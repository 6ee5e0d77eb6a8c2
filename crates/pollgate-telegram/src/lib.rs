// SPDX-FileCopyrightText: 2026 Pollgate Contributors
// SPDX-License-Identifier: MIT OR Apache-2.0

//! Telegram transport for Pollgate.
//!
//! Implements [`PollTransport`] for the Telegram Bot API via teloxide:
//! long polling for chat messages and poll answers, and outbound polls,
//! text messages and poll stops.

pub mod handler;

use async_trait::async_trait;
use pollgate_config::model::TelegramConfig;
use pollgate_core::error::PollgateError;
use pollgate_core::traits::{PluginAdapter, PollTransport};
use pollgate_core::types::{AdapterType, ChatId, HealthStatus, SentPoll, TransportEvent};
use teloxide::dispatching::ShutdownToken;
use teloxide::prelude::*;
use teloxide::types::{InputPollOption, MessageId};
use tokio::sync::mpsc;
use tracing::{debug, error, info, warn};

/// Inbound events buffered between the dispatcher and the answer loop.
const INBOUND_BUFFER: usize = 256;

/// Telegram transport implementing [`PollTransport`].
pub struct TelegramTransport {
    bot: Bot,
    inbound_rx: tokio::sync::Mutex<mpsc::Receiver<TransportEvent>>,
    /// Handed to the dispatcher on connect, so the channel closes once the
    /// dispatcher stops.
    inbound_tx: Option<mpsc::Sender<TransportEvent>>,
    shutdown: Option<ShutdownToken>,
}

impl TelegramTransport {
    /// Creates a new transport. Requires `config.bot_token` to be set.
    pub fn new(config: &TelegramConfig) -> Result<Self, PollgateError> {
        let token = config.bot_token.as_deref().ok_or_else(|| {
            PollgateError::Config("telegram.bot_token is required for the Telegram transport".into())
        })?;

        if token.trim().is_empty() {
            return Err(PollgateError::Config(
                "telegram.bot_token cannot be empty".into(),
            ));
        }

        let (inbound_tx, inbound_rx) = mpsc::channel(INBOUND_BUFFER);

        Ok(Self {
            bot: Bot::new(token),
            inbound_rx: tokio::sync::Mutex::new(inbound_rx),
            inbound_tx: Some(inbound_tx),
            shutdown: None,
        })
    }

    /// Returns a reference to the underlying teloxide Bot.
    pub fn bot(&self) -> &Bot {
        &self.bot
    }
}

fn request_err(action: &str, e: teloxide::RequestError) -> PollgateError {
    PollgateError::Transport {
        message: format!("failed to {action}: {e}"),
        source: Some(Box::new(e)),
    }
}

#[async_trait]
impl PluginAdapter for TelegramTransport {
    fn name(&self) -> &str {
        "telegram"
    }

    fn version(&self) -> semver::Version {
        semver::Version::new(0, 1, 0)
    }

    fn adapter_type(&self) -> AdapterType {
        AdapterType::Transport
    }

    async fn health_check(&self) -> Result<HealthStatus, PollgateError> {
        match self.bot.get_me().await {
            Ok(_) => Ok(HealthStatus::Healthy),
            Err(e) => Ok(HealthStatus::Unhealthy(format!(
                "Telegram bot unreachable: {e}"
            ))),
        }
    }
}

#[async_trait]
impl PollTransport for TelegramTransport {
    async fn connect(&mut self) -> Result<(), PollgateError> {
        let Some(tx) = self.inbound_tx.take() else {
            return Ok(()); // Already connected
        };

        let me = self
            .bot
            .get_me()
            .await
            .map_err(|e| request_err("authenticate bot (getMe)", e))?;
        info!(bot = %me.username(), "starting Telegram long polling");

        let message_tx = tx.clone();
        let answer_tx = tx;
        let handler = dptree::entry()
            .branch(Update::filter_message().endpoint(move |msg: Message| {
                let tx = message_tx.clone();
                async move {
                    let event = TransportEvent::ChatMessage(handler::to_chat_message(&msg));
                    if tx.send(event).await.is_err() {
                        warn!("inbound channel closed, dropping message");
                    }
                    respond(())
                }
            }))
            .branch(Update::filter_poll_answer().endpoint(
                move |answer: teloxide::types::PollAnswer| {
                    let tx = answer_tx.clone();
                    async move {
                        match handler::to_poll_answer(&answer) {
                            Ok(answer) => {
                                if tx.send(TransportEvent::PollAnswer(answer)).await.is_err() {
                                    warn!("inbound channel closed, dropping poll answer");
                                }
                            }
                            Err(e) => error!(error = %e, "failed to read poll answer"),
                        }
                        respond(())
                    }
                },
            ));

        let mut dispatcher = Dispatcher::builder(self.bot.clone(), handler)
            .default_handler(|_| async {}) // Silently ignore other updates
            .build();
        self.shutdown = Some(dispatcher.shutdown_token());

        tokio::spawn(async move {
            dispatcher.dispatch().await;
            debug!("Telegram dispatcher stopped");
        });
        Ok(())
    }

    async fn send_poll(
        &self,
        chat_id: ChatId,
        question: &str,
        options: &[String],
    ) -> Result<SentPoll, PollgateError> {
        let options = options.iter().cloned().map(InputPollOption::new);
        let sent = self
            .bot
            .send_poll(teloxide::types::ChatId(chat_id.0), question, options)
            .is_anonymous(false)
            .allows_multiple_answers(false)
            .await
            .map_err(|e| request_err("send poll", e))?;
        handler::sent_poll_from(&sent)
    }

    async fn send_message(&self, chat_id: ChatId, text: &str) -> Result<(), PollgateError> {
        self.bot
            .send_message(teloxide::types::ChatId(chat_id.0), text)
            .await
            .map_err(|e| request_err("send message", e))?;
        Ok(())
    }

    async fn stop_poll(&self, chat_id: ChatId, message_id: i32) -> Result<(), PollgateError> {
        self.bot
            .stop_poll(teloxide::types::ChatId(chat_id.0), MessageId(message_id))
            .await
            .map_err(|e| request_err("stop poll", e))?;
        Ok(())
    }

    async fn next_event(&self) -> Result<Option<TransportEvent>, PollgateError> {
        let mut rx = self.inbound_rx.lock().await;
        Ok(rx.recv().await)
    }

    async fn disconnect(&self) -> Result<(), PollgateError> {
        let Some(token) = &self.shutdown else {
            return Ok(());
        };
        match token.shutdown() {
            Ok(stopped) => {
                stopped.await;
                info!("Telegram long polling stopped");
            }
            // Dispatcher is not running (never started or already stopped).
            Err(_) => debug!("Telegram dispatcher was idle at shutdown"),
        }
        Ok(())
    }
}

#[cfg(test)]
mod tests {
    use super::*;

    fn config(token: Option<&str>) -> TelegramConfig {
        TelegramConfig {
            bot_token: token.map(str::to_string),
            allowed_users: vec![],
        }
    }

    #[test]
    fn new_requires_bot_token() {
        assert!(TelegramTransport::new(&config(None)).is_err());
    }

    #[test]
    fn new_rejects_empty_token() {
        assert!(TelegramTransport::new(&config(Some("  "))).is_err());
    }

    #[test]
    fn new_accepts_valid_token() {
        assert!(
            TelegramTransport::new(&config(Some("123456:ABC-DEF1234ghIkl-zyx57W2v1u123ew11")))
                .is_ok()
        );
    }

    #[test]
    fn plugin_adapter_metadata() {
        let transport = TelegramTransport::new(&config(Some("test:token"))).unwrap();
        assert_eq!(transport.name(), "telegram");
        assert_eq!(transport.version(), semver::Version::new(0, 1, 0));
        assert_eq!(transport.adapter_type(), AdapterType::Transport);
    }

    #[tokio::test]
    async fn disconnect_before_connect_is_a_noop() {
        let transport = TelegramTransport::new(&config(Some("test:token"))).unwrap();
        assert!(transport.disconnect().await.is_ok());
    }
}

- **DIRECTIONS FOR THIS TASK**
Search the material for the string "match" and show every line that has it.

- **FINISHED EXERCISE**
        match self.bot.get_me().await {
                        match handler::to_poll_answer(&answer) {
        match token.shutdown() {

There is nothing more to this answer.